Secondly, even assuming that the complainant was entitled to be provided with the documents that she wished to consult, the evidence does not show that the failure to disclose those documents had, in this case, a material impact on her right to be heard.
disclosure of evidence; right to information; composition of the internal appeals body
Neither can the Tribunal accept the complainant’s argument of “arrogation by the Administration of medical expertise”, which relates to the statement made by the Administration in the reply brief that it submitted to the Appeals Board that she suffered from a “feeling of persecution”. Indeed, it cannot be inferred from this statement, as the complainant does, that the Organization thus intended to make a medical assessment of her state of health and to insinuate that she suffered from mental health problems.
appraisal of facts; illness
[T]he complainant’s contention that in this case UNESCO breached the time limits prescribed in the provisions governing the appeals procedure and that in general the procedure was excessively long is well founded.
The evidence shows that rather than being held, as paragraph 14 of its Statutes stipulates, “not later than two months after [receipt of the Administration’s] reply”, the Appeals Board’s hearing was not held until 17 March 2016, though the reply had been submitted on 11 September 2014, over a year and a half earlier. Moreover, paragraph 19 of those Statutes provides that the Appeals Board’s report must be forwarded to the Director-General and a copy sent to the official “as soon as possible”, but the report was not in fact issued until 30 June 2016 and was forwarded only on 7 July, more than three and a half months after the hearing, which does not seem consistent with the requirement stipulated in paragraph 19. Lastly, as stated above, the Director-General’s final decision was taken on 16 January 2017, more than six months after the Appeals Board delivered its report, whereas paragraph 20 of the Statutes provides that the Director-General “shall make a decision thereon as soon as possible”.
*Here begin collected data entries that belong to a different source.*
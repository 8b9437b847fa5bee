use std::time::Duration;

use anyhow::{Context, Result};
use once_cell::sync::OnceCell;
use reqwest::blocking::Client;

const USER_AGENT: &str = "Mozilla/5.0 (gridiron_paths)";

static CLIENT: OnceCell<Client> = OnceCell::new();

/// Shared blocking client. The timeout of the first caller wins.
pub fn http_client(timeout: Duration) -> Result<&'static Client> {
    CLIENT.get_or_try_init(|| {
        Client::builder()
            .timeout(timeout)
            .user_agent(USER_AGENT)
            .build()
            .context("failed to build http client")
    })
}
It is true that, as UNESCO rightly points out, the delays identified above were partly attributable to the complainant, who, amongst other things, requested extensions of time limits for filing her own submissions, and that they can also be explained by the unusual complexity of the case. It should likewise be borne in mind that the Director-General’s final decision was preceded by discussions with the complainant aimed at reaching a settlement, which obviously delayed its adoption.
Nevertheless, the Organization was obliged, in accordance with the principle tu patere legem quam ipse fecisti, to adhere more strictly to the procedural time limits laid down in the Statutes of the Appeals Board. Its failure to do so added unduly to the total length of the internal appeal procedure, three and a half years in all, which is indisputably too long. Moral injury was thereby caused to the complainant, for which she legitimately claims redress (see, for similar cases, Judgment 3688, under 11, and aforementioned Judgment 3935, under 16).
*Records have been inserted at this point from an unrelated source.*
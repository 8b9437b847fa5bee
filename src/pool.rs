use std::collections::HashSet;

use anyhow::Result;
use rand::Rng;
use rand::seq::SliceRandom;
use rayon::prelude::*;

use crate::model::{DepthChart, Difficulty, RosterPlayer, RosterRecord, TeamRecord};
use crate::source::PlayerDataSource;

const EASY_SLOTS: &[&str] = &["qb", "rb", "wr1", "wr2", "te"];
const MEDIUM_SLOTS: &[&str] = &[
    "qb", "rb", "wr1", "wr2", "te", "wr3", "lde", "rde", "mlb", "wlb", "slb",
];
const HARD_SLOTS: &[&str] = &[
    "qb", "rb", "wr1", "wr2", "te", "wr3", "lde", "rde", "mlb", "wlb", "slb", "lcb", "rcb", "fs",
    "ss", "ldt", "rdt", "nt", "pk", "p",
];

pub const MIN_EXPERIENCE_YEARS: u32 = 1;

/// How a tier sources its candidates.
#[derive(Debug, Clone, Copy, PartialEq, Eq)]
pub enum PoolStrategy {
    /// Starters at a fixed set of depth-chart slots across every team.
    DepthChart(&'static [&'static str]),
    /// Full rosters of a random subset of teams.
    RandomRosters,
}

pub fn pool_strategy(difficulty: Difficulty) -> PoolStrategy {
    match difficulty {
        Difficulty::Easy => PoolStrategy::DepthChart(EASY_SLOTS),
        Difficulty::Medium => PoolStrategy::DepthChart(MEDIUM_SLOTS),
        Difficulty::Hard => PoolStrategy::DepthChart(HARD_SLOTS),
        Difficulty::Master => PoolStrategy::RandomRosters,
    }
}

/// `wr2` -> `WR`, `lde` -> `LDE`.
pub fn slot_position(slot_key: &str) -> String {
    slot_key
        .trim()
        .trim_end_matches(|c: char| c.is_ascii_digit())
        .to_ascii_uppercase()
}

/// One team's contribution: the starter at each requested slot, each athlete
/// counted once even when listed at several slots.
pub fn starters_from_depth_chart(chart: &DepthChart, slots: &[&str]) -> Vec<RosterPlayer> {
    let mut seen = HashSet::new();
    let mut players = Vec::new();
    for slot in slots {
        let Some(starter) = chart.slot(slot).and_then(|athletes| athletes.first()) else {
            continue;
        };
        if !seen.insert(starter.id.clone()) {
            continue;
        }
        players.push(RosterPlayer {
            id: starter.id.clone(),
            full_name: starter.full_name.clone(),
            position: slot_position(slot),
            headshot: starter.headshot.clone(),
        });
    }
    players
}

pub fn experienced_players(roster: &[RosterRecord]) -> Vec<RosterPlayer> {
    roster
        .iter()
        .filter(|p| p.experience_years >= MIN_EXPERIENCE_YEARS)
        .map(|p| RosterPlayer {
            id: p.id.clone(),
            full_name: p.full_name.clone(),
            position: p.position.clone(),
            headshot: p.headshot.clone(),
        })
        .collect()
}

pub fn pick_random_teams<R: Rng + ?Sized>(
    teams: &[TeamRecord],
    count: usize,
    rng: &mut R,
) -> Vec<TeamRecord> {
    teams.choose_multiple(rng, count).cloned().collect()
}

/// Starters across every team. A team whose depth chart cannot be fetched
/// contributes nothing.
pub fn depth_chart_pool(
    source: &dyn PlayerDataSource,
    teams: &[TeamRecord],
    slots: &[&str],
    parallelism: usize,
) -> Vec<RosterPlayer> {
    let per_team: Vec<Vec<RosterPlayer>> = with_fetch_pool(parallelism, || {
        teams
            .par_iter()
            .map(|team| match source.depth_chart(&team.id) {
                Ok(chart) => starters_from_depth_chart(&chart, slots),
                Err(err) => {
                    log::warn!("{} depth chart fetch failed: {err:#}", team.name);
                    Vec::new()
                }
            })
            .collect()
    });
    per_team.into_iter().flatten().collect()
}

/// Experienced players from the given teams' full rosters. A failing roster
/// counts as empty.
pub fn roster_pool(
    source: &dyn PlayerDataSource,
    teams: &[TeamRecord],
    parallelism: usize,
) -> Vec<RosterPlayer> {
    let per_team: Vec<Vec<RosterPlayer>> = with_fetch_pool(parallelism, || {
        teams
            .par_iter()
            .map(|team| match source.roster(&team.id) {
                Ok(roster) => experienced_players(&roster),
                Err(err) => {
                    log::warn!("{} roster fetch failed: {err:#}", team.name);
                    Vec::new()
                }
            })
            .collect()
    });
    per_team.into_iter().flatten().collect()
}

/// Build the candidate pool for a tier from scratch. Only a failing team list
/// fails the whole build.
pub fn build_pool<R: Rng + ?Sized>(
    source: &dyn PlayerDataSource,
    teams: &[TeamRecord],
    difficulty: Difficulty,
    master_team_count: usize,
    parallelism: usize,
    rng: &mut R,
) -> Result<Vec<RosterPlayer>> {
    let pool = match pool_strategy(difficulty) {
        PoolStrategy::DepthChart(slots) => depth_chart_pool(source, teams, slots, parallelism),
        PoolStrategy::RandomRosters => {
            let selected = pick_random_teams(teams, master_team_count, rng);
            roster_pool(source, &selected, parallelism)
        }
    };
    log::info!("built {} pool with {} players", difficulty.key(), pool.len());
    Ok(pool)
}

fn with_fetch_pool<T>(threads: usize, action: impl FnOnce() -> T + Send) -> T
where
    T: Send,
{
    match rayon::ThreadPoolBuilder::new().num_threads(threads).build() {
        Ok(pool) => pool.install(action),
        Err(_) => action(),
    }
}

#[cfg(test)]
mod tests {
    use super::{
        EASY_SLOTS, HARD_SLOTS, MEDIUM_SLOTS, PoolStrategy, pool_strategy, slot_position,
    };
    use crate::model::Difficulty;

    #[test]
    fn slot_keys_normalize_to_positions() {
        assert_eq!(slot_position("wr2"), "WR");
        assert_eq!(slot_position("qb"), "QB");
        assert_eq!(slot_position("lde"), "LDE");
        assert_eq!(slot_position("wr10"), "WR");
    }

    #[test]
    fn tiers_are_strict_supersets() {
        for (lower, higher) in [(EASY_SLOTS, MEDIUM_SLOTS), (MEDIUM_SLOTS, HARD_SLOTS)] {
            assert!(higher.len() > lower.len());
            assert!(lower.iter().all(|slot| higher.contains(slot)));
            assert_eq!(&higher[..lower.len()], lower);
        }
    }

    #[test]
    fn master_uses_rosters() {
        assert_eq!(pool_strategy(Difficulty::Master), PoolStrategy::RandomRosters);
        assert!(matches!(pool_strategy(Difficulty::Easy), PoolStrategy::DepthChart(slots) if slots.contains(&"qb")));
    }
}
ILOAT Judgment(s): 3688, 3935
time limit; patere legem; internal procedure
Mr E. Z. has submitted an application to intervene in this case. However, under Article 13, paragraph 1, of the Rules of the Tribunal, the sole purpose of such an application is to obtain an order that a judgment on a complaint shall apply to an official who is in a similar situation in fact and in law to the complainant. In this case, however, neither the fact that Mr E. Z. lodged an internal complaint against the Director of the Office for similar conduct to that alleged by the complainant nor the fact that he lodged another internal complaint on the complainant’s behalf supports a finding that he is in a similar situation in fact and in law to the complainant which would justify ordering that this judgment be applied to him. His application to intervene will therefore be dismissed.